INSTRUCTIONS FOR THE TASK
Within the records, find every line that includes the word "cloned" and copy it.

DATA TO USE
▶
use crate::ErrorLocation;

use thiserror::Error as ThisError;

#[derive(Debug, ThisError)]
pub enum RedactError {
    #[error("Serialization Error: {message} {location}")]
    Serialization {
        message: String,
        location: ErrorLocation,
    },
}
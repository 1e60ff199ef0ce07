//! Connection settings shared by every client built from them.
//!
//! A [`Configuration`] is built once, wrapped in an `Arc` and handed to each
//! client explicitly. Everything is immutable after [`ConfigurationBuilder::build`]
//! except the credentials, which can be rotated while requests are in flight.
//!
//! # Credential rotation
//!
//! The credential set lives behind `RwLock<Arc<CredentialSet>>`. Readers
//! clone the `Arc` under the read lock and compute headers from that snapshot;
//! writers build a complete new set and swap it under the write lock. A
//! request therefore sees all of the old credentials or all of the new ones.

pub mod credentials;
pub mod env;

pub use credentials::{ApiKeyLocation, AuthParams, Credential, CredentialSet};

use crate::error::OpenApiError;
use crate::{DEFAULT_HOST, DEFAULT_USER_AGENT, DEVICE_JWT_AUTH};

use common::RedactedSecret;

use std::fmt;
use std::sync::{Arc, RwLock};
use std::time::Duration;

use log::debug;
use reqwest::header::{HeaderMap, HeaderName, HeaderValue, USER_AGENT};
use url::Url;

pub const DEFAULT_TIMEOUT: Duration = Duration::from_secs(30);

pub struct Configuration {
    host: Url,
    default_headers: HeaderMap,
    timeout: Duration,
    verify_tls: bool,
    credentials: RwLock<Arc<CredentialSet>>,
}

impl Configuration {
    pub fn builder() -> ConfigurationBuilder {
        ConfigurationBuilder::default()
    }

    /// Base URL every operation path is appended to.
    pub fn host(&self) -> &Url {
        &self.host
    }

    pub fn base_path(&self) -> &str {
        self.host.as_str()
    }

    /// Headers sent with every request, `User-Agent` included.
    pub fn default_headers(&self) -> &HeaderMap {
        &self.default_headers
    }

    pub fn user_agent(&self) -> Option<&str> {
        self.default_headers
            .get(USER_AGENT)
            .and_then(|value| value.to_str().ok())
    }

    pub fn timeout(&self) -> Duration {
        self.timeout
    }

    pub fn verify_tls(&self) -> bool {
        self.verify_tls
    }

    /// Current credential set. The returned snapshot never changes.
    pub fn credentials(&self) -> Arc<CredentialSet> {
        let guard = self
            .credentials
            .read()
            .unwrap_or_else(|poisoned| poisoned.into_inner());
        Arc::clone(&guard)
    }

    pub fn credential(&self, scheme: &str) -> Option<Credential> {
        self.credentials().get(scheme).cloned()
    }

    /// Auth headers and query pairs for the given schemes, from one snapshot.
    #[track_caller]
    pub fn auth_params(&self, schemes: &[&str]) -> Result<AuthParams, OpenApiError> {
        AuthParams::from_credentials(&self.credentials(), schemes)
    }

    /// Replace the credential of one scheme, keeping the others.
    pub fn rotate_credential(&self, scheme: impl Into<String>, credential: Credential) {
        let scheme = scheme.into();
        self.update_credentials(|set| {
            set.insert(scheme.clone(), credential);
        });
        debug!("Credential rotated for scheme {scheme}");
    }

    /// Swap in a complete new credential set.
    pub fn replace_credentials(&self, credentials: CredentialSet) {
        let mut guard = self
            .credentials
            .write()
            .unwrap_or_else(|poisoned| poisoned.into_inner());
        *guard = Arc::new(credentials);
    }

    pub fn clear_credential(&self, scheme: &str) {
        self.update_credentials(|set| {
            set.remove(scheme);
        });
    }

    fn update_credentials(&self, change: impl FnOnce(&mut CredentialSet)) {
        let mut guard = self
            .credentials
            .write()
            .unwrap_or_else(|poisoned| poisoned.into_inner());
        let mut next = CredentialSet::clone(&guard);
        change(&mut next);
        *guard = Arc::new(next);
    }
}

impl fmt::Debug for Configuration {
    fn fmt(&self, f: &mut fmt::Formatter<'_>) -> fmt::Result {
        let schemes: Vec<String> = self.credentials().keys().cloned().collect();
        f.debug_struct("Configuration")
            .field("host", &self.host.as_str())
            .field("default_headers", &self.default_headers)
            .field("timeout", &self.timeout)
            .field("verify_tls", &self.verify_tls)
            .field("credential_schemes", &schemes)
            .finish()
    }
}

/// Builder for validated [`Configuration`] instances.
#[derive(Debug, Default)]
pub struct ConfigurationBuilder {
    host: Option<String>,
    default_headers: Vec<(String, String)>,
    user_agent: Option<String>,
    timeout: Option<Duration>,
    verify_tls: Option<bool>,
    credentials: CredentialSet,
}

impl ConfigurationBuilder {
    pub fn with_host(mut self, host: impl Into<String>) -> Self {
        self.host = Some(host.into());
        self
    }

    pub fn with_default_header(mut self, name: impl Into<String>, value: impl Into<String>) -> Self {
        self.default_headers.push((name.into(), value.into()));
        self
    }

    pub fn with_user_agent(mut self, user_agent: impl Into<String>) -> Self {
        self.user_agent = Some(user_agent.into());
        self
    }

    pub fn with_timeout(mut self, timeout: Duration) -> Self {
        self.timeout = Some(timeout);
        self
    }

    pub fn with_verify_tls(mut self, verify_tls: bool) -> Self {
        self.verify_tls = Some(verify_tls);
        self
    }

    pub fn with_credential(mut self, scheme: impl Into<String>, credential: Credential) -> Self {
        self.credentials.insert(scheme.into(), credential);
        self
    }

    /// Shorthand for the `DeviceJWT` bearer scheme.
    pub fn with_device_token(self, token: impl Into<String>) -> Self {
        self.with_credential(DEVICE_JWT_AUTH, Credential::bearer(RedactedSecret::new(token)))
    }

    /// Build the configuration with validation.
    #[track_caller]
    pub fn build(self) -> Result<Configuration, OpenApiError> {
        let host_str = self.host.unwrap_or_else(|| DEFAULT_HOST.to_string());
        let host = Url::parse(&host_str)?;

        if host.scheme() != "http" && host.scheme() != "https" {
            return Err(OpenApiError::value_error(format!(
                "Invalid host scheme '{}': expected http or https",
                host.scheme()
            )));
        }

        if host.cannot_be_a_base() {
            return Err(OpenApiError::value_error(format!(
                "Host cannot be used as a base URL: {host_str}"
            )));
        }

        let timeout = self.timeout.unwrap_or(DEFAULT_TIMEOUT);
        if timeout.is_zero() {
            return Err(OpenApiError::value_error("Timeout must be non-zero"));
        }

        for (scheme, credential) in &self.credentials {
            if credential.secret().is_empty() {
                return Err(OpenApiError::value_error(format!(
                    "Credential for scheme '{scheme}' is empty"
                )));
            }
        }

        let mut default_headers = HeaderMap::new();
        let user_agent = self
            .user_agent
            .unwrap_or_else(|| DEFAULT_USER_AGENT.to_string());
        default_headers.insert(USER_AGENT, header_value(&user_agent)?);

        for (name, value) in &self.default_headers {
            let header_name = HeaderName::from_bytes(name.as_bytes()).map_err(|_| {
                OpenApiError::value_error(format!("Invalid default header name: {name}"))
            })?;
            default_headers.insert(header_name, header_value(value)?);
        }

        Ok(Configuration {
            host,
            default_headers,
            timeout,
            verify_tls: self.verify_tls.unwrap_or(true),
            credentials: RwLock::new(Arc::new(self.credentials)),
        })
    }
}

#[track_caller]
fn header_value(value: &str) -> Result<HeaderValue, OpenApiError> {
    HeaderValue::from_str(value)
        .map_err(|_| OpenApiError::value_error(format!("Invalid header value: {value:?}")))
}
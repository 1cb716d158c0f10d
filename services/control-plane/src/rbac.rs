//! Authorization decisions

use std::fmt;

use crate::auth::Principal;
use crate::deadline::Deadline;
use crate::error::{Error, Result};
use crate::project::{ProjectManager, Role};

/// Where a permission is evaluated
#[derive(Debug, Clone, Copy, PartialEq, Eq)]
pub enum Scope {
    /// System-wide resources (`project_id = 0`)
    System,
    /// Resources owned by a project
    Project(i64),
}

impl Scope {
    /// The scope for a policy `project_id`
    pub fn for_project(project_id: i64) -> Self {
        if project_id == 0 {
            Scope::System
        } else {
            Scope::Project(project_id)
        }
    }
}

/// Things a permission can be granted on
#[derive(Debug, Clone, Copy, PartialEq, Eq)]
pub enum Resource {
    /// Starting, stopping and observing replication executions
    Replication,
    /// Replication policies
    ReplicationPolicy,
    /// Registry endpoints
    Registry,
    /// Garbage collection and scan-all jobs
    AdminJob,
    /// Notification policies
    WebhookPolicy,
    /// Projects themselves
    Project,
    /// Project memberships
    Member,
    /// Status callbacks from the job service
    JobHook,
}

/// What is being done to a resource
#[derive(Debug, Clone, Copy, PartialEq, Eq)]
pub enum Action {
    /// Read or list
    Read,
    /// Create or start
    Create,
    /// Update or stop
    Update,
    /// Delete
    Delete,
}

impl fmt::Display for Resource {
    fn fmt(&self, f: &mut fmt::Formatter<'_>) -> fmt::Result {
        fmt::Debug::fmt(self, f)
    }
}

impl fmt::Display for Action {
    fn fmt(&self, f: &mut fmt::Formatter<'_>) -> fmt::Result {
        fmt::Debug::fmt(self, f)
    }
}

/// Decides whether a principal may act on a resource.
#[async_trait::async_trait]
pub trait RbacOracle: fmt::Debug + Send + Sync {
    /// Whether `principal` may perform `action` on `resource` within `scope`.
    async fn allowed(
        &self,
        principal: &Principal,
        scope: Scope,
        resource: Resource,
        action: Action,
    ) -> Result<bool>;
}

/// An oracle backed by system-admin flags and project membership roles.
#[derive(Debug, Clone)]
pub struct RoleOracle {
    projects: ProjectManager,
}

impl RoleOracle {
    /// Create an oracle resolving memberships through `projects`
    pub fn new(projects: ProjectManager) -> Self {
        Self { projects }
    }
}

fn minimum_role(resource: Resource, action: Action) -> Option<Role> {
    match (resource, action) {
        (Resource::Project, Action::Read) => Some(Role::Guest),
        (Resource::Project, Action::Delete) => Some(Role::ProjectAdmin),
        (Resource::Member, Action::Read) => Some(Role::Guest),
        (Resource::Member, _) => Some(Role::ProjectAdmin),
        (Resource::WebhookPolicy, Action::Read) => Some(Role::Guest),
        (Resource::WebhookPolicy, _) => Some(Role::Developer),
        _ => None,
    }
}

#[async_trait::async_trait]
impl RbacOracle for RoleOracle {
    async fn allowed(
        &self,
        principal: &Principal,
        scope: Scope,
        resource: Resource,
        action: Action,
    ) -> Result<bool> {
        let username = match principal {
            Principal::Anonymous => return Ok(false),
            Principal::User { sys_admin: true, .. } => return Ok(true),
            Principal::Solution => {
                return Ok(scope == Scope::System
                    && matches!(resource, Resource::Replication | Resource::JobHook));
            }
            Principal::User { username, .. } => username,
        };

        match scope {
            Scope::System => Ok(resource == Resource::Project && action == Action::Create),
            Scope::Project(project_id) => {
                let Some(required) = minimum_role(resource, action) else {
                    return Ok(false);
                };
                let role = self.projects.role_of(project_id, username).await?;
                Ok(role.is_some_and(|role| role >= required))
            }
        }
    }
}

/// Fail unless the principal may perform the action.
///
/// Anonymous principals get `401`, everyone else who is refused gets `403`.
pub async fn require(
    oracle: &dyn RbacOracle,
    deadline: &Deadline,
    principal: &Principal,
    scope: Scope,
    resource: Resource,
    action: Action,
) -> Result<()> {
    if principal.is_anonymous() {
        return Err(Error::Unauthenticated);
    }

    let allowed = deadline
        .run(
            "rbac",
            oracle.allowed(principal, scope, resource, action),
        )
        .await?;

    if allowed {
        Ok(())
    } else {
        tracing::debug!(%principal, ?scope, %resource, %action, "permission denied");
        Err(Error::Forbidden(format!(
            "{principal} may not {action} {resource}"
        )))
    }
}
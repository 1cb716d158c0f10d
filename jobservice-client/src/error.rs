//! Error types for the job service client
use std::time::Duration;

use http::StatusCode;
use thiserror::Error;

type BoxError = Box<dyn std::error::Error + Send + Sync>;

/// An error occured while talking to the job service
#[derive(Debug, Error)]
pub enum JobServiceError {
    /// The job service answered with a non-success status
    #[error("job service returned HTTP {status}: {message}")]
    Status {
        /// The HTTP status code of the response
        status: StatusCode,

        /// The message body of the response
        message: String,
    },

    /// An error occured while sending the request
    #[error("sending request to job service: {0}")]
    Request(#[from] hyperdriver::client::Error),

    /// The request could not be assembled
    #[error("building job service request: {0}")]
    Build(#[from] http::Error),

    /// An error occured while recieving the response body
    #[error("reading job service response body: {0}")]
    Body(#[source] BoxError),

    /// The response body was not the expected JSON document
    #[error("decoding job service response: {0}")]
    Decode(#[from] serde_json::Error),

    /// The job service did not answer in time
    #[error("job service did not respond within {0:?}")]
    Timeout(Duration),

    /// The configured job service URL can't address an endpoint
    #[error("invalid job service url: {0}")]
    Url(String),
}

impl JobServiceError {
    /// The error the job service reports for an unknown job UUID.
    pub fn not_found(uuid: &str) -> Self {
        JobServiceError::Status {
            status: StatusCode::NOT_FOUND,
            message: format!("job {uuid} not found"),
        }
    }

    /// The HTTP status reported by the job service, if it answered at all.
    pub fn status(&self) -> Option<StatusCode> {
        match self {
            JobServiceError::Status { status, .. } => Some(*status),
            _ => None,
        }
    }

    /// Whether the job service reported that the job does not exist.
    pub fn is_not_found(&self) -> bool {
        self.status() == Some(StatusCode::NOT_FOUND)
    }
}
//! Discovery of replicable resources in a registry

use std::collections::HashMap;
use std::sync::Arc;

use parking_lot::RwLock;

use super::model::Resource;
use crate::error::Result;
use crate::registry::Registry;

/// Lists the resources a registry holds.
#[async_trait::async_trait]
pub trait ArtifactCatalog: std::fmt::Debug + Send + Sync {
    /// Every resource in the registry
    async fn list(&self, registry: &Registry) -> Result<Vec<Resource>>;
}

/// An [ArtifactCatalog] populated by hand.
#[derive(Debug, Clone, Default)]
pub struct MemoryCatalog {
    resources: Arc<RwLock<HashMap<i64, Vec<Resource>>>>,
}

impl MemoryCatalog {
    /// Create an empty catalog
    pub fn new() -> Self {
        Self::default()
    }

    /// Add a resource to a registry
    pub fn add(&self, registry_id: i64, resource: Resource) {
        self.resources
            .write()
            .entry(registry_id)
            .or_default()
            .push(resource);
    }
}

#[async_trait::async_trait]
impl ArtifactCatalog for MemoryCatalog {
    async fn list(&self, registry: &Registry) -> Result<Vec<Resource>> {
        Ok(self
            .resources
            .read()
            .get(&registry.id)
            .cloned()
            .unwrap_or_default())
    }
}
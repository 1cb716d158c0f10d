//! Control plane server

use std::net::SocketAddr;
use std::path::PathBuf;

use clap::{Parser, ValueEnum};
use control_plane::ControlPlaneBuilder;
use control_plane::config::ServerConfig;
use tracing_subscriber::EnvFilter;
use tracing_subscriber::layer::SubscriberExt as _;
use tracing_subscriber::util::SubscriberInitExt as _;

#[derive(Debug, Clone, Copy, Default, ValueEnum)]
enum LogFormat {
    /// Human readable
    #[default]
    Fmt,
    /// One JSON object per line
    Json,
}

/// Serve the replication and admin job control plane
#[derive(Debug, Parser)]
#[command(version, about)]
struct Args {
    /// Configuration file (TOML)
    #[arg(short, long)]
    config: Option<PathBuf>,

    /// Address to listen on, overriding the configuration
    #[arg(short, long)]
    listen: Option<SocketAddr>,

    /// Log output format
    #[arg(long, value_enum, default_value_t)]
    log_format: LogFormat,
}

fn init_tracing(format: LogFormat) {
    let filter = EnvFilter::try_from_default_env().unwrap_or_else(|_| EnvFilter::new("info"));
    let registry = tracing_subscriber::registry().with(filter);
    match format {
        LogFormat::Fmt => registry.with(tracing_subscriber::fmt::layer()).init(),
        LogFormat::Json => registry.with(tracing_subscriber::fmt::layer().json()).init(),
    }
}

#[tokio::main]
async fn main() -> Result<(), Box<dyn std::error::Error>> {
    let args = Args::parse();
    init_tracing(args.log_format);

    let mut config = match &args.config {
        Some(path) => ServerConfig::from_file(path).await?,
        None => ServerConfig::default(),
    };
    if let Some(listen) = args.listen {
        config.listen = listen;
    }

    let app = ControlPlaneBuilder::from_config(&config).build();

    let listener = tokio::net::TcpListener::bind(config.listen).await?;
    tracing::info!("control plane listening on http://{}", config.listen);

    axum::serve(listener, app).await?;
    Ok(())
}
◀
COMPLETED EXERCISE
        self.credentials().get(scheme).cloned()
        let schemes: Vec<String> = self.credentials().keys().cloned().collect();
            .cloned()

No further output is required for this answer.